Forscher haben ein Neural Network auf die „Sprach“-Muster der Ultraschall-Sounds von Ratten trainiert und daraus nun eine Software entwickelt, die die Analyse der Rattenkommunikation enorm erleichtert. Bemerkenswerterweise haben sie dafür die Rattensounds visualisiert und existierende Computer-Vision-Algorithmen angewandt, das aber nur am Rande.
Man erhofft sich von dem Algorithmus langfristig eine Art Sprachschlüssel für „Rattensprache“ oder in anderen Worten: Das hier ist ein algorithmischer Ratten-Babelfisch.
The Verge: Meet DeepSqueak, an algorithm built to decode ultrasonic rat squeaks
Science Daily: ‘DeepSqueak’ helps researchers decode rodent chatter
Paper: DeepSqueak: a deep learning-based system for detection and analysis of ultrasonic vocalizations
Many researchers realize that mice and rats are social and chatty. They spend all day talking to each other, but what are they really saying? Not only are many rodent vocalizations unable to be heard by humans, but also existing computer programs to detect these vocalizations are flawed. They pick up other noises, are slow to analyze data, and rely on inflexible. rules-based algorithms to detect calls.
Two young scientists at the University of Washington School of Medicine developed a software program called DeepSqueak, which lifts this technological barrier and promotes broad adoption of rodent vocalization research.

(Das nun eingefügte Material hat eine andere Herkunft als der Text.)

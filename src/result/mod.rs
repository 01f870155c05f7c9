//! Result types for expect operations

mod error;

pub use error::ExpectError;
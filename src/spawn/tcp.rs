//! Remote interactive session over raw TCP

use crate::result::ExpectError;
use crate::spawn::{SpawnStreams, Spawnable};
use log::debug;
use std::pin::Pin;
use std::sync::atomic::{AtomicBool, Ordering};
use std::sync::Arc;
use std::task::{Context, Poll};
use tokio::io::{AsyncRead, ReadBuf};
use tokio::net::TcpStream;

/// A telnet-style remote session: a raw byte stream over TCP.
///
/// No protocol parsing happens here; whatever the peer writes is the
/// output, whatever you send goes onto the wire verbatim. "Terminated"
/// means the connection has closed, either because the peer hung up or
/// because [`Spawnable::terminate`] was called. A closed connection
/// reports exit code `0`.
pub struct TcpSpawn {
    closed: Arc<AtomicBool>,
    streams: Option<SpawnStreams>,
}

impl TcpSpawn {
    /// Connect to `addr` (e.g. `"host:23"`).
    ///
    /// # Errors
    ///
    /// [`ExpectError::Launch`] if the connection cannot be established.
    pub async fn connect(addr: &str) -> Result<Self, ExpectError> {
        let stream = TcpStream::connect(addr)
            .await
            .map_err(|e| ExpectError::Launch(format!("connect {addr}: {e}")))?;
        debug!("connected to {addr}");

        let (read, write) = stream.into_split();
        let closed = Arc::new(AtomicBool::new(false));
        let streams = SpawnStreams {
            input: Some(Box::new(write)),
            output: Box::new(EofFlagReader {
                inner: read,
                closed: closed.clone(),
            }),
            error: None,
        };

        Ok(Self {
            closed,
            streams: Some(streams),
        })
    }
}

impl Spawnable for TcpSpawn {
    fn take_streams(&mut self) -> Result<SpawnStreams, ExpectError> {
        self.streams
            .take()
            .ok_or_else(|| ExpectError::Launch("connection streams already taken".to_string()))
    }

    fn is_terminated(&mut self) -> bool {
        self.closed.load(Ordering::SeqCst)
    }

    fn exit_code(&mut self) -> Result<i32, ExpectError> {
        if self.is_terminated() {
            Ok(0)
        } else {
            Err(ExpectError::NotTerminated)
        }
    }

    fn terminate(&mut self) {
        // The socket halves live with the session's pipers and are closed
        // when those wind down; marking the connection closed here is what
        // makes termination observable immediately.
        self.closed.store(true, Ordering::SeqCst);
    }
}

/// Read half that records end-of-stream in a shared flag.
struct EofFlagReader {
    inner: tokio::net::tcp::OwnedReadHalf,
    closed: Arc<AtomicBool>,
}

impl AsyncRead for EofFlagReader {
    fn poll_read(
        self: Pin<&mut Self>,
        cx: &mut Context<'_>,
        buf: &mut ReadBuf<'_>,
    ) -> Poll<std::io::Result<()>> {
        let this = self.get_mut();
        let before = buf.filled().len();
        match Pin::new(&mut this.inner).poll_read(cx, buf) {
            Poll::Ready(Ok(())) => {
                if buf.filled().len() == before {
                    this.closed.store(true, Ordering::SeqCst);
                }
                Poll::Ready(Ok(()))
            }
            other => other,
        }
    }
}

#[cfg(test)]
mod tests {
    use super::*;
    use tokio::io::AsyncWriteExt;
    use tokio::net::TcpListener;

    #[tokio::test]
    async fn test_connect_and_observe_close() {
        let listener = TcpListener::bind("127.0.0.1:0").await.unwrap();
        let addr = listener.local_addr().unwrap();
        let server = tokio::spawn(async move {
            let (mut peer, _) = listener.accept().await.unwrap();
            peer.write_all(b"hello\n").await.unwrap();
            // Dropping the socket closes the connection.
        });

        let mut spawn = TcpSpawn::connect(&addr.to_string()).await.unwrap();
        assert!(!spawn.is_terminated());
        assert!(matches!(
            spawn.exit_code(),
            Err(ExpectError::NotTerminated)
        ));

        let mut streams = spawn.take_streams().unwrap();
        let mut out = Vec::new();
        tokio::io::AsyncReadExt::read_to_end(&mut streams.output, &mut out)
            .await
            .unwrap();
        assert_eq!(out, b"hello\n");
        server.await.unwrap();

        // End of stream was observed, so the connection counts as closed.
        assert!(spawn.is_terminated());
        assert_eq!(spawn.exit_code().unwrap(), 0);
    }

    #[tokio::test]
    async fn test_connect_failure() {
        // Port 1 on localhost is essentially never listening.
        let result = TcpSpawn::connect("127.0.0.1:1").await;
        assert!(matches!(result, Err(ExpectError::Launch(_))));
    }

    #[tokio::test]
    async fn test_terminate_marks_closed() {
        let listener = TcpListener::bind("127.0.0.1:0").await.unwrap();
        let addr = listener.local_addr().unwrap();
        let mut spawn = TcpSpawn::connect(&addr.to_string()).await.unwrap();
        spawn.terminate();
        spawn.terminate();
        assert!(spawn.is_terminated());
    }
}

This program takes an audio signal and transforms it into an image, or sonogram. By reframing an audio problem as a visual one, the researchers could take advantage of state-of-the-art machine vision algorithms developed for self-driving cars. DeepSqueak represents the first use of deep artificial neural networks in squeak detection.
Rodents engage in social communication through a rich repertoire of ultrasonic vocalizations (USVs). Recording and analysis of USVs has broad utility during diverse behavioral tests and can be performed noninvasively in almost any rodent behavioral model to provide rich insights into the emotional state and motor function of the test animal. Despite strong evidence that USVs serve an array of communicative functions, technical and financial limitations have been barriers for most laboratories to adopt vocalization analysis.
Recently, deep learning has revolutionized the field of machine hearing and vision, by allowing computers to perform human-like activities including seeing, listening, and speaking. Such systems are constructed from biomimetic, “deep”, artificial neural networks. Here, we present DeepSqueak, a USV detection and analysis software suite that can perform human quality USV detection and classification automatically, rapidly, and reliably using cutting-edge regional convolutional neural network architecture (Faster-RCNN). DeepSqueak was engineered to allow non-experts easy entry into USV detection and analysis yet is flexible and adaptable with a graphical user interface and offers access to numerous input and analysis features. Compared to other modern programs and manual analysis, DeepSqueak was able to reduce false positives, increase detection recall, dramatically reduce analysis time, optimize automatic syllable classification, and perform automatic syntax analysis on arbitrarily large numbers of syllables, all while maintaining manual selection review and supervised classification. DeepSqueak allows USV recording and analysis to be added easily to existing rodent behavioral procedures, hopefully revealing a wide range of innate responses to provide another dimension of insights into behavior when combined with conventional outcome measures.